=== Section Start ===

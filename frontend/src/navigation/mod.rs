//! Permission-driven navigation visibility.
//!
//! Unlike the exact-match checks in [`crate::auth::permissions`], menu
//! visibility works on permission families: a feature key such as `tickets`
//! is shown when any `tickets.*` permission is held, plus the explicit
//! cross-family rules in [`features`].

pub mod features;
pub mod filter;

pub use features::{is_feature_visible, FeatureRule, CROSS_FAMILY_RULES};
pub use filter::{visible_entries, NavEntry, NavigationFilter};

=== Section End ===
=== Section Start ===

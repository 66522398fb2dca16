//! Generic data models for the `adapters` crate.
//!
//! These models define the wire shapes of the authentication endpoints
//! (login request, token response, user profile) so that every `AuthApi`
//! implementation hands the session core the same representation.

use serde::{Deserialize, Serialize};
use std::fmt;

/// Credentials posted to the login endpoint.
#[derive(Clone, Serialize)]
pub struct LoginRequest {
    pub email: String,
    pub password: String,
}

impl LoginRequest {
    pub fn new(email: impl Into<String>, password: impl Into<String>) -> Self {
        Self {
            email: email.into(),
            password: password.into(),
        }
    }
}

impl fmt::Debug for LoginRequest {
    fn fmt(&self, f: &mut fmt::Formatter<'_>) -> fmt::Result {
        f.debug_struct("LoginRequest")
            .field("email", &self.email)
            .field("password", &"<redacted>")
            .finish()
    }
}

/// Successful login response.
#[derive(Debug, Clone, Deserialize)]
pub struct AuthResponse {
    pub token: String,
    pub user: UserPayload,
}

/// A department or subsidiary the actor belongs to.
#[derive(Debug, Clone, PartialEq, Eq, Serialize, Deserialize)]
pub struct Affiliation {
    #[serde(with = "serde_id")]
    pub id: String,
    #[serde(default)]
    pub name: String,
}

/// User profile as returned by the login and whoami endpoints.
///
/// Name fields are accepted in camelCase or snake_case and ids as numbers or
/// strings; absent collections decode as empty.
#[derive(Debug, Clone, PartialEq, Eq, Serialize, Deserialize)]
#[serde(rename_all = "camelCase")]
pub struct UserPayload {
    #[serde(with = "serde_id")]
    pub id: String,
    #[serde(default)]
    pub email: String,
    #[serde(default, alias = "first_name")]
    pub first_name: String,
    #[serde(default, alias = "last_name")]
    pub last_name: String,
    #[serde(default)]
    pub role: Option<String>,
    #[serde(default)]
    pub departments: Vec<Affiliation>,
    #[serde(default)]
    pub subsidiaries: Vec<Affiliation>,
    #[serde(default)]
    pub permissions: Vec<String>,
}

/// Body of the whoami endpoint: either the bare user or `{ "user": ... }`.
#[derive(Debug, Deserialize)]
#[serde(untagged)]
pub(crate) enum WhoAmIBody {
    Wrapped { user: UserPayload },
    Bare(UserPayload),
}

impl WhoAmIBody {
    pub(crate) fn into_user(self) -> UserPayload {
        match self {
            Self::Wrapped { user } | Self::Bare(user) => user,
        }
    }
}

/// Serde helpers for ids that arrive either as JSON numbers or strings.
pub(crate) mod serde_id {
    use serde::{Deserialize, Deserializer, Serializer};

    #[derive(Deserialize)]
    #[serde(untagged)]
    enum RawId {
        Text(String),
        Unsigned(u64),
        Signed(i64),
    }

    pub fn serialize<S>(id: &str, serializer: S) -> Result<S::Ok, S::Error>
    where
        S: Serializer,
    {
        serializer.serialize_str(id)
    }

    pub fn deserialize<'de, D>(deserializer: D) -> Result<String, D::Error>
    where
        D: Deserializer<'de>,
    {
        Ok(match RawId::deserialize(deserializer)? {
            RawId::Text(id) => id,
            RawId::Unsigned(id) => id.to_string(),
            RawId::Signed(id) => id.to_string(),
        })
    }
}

=== Section End ===
=== Section Start ===

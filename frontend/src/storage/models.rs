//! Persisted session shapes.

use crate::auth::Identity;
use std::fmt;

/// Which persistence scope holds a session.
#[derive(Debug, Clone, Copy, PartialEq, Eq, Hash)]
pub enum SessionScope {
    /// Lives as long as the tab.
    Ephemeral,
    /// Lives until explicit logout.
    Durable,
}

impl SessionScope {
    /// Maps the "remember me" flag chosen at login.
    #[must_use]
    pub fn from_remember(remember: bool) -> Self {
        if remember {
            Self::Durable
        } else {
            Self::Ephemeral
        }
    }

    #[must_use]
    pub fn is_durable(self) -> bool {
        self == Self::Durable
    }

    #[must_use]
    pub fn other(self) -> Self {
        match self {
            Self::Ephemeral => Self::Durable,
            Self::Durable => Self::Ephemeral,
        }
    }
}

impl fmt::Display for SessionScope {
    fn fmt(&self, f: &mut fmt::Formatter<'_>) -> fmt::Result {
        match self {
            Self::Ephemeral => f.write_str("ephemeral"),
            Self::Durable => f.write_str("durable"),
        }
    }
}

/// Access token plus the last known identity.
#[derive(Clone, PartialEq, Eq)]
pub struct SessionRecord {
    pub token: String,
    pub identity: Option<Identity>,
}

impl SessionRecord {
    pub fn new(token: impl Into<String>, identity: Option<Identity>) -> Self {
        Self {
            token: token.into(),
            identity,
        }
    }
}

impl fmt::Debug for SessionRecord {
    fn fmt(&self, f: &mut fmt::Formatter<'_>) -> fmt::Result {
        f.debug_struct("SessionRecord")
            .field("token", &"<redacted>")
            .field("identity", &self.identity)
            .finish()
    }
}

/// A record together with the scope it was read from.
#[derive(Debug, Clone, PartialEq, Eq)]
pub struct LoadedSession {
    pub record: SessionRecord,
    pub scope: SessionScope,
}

=== Section End ===

**WHAT YOU ARE ASKED TO DO:** Check each line of the records for the word "plus" and extract those that contain it.

**RESULT FOR THIS EXERCISE:**
//! is shown when any `tickets.*` permission is held, plus the explicit
/// Access token plus the last known identity.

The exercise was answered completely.